**TASK REQUIREMENTS**
Copy each line of the listing where the word "PageImage" can be found.

**DATA IN THIS EXERCISE**
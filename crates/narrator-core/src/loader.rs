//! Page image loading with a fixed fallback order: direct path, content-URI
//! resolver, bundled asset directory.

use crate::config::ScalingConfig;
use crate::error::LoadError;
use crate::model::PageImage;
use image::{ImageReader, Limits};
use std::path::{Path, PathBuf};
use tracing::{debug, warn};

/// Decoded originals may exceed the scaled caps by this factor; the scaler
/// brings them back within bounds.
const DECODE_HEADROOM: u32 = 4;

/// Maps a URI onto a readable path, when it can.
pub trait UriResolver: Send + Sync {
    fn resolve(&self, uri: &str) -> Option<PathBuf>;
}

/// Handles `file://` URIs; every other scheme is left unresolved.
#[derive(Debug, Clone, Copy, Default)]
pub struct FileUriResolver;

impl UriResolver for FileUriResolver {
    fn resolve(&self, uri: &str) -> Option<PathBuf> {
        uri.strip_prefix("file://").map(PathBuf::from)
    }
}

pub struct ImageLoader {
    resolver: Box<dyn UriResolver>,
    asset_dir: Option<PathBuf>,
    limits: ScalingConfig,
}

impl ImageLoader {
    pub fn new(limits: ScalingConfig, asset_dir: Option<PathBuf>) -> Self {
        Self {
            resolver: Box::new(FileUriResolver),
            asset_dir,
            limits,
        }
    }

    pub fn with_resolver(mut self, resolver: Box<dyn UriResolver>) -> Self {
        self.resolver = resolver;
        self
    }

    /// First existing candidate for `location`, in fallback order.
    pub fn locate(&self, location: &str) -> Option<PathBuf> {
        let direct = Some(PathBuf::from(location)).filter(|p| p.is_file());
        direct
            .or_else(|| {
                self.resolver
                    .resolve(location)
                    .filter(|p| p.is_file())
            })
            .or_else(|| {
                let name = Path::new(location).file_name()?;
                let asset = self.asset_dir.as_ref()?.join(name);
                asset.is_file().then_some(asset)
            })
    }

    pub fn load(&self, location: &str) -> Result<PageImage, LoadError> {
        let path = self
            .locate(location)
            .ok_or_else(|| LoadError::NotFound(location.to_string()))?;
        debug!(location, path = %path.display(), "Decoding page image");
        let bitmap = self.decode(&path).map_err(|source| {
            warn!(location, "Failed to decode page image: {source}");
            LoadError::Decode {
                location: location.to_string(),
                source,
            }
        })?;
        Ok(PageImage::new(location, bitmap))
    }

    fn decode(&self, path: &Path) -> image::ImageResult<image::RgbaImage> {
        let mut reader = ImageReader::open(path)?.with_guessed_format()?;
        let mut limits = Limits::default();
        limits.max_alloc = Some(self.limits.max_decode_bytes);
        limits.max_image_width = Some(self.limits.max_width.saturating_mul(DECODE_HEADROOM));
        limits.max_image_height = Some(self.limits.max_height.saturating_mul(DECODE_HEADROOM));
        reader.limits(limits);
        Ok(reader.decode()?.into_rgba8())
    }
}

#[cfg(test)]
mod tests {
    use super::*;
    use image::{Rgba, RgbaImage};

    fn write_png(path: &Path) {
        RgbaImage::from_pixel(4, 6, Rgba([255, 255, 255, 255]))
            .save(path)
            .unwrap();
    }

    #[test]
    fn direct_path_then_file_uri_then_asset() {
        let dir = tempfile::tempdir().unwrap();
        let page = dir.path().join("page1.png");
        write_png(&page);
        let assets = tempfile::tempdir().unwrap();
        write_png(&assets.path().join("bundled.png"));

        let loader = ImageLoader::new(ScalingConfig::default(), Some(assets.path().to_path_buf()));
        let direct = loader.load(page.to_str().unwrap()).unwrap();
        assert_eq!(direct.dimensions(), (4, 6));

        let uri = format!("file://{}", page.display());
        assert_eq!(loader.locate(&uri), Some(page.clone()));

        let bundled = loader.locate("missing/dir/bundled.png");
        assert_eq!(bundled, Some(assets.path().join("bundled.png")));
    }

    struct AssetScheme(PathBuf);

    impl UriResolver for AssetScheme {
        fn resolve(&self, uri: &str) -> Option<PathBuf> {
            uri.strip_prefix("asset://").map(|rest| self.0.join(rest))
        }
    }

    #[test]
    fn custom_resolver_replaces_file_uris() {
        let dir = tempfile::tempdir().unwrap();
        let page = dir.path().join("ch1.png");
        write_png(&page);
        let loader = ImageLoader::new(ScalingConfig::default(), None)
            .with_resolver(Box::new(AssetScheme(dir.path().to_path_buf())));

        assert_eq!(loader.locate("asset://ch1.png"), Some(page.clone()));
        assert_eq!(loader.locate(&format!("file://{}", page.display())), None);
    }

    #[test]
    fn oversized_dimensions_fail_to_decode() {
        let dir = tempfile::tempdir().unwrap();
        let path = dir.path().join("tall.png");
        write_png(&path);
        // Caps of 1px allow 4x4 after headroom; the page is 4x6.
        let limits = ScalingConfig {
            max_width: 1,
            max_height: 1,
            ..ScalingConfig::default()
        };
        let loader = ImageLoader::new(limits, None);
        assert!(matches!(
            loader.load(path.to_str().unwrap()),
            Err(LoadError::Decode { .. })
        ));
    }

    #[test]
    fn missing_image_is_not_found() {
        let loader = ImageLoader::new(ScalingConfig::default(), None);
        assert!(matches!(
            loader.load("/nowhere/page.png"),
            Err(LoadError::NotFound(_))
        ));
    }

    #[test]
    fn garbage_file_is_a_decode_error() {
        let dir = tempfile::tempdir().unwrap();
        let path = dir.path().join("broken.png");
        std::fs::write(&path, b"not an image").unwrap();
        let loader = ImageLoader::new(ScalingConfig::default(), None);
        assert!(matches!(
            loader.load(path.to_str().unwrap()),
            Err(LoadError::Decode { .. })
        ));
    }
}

**RESULT OF THE EXERCISE**
use crate::model::PageImage;
    pub fn load(&self, location: &str) -> Result<PageImage, LoadError> {
        Ok(PageImage::new(location, bitmap))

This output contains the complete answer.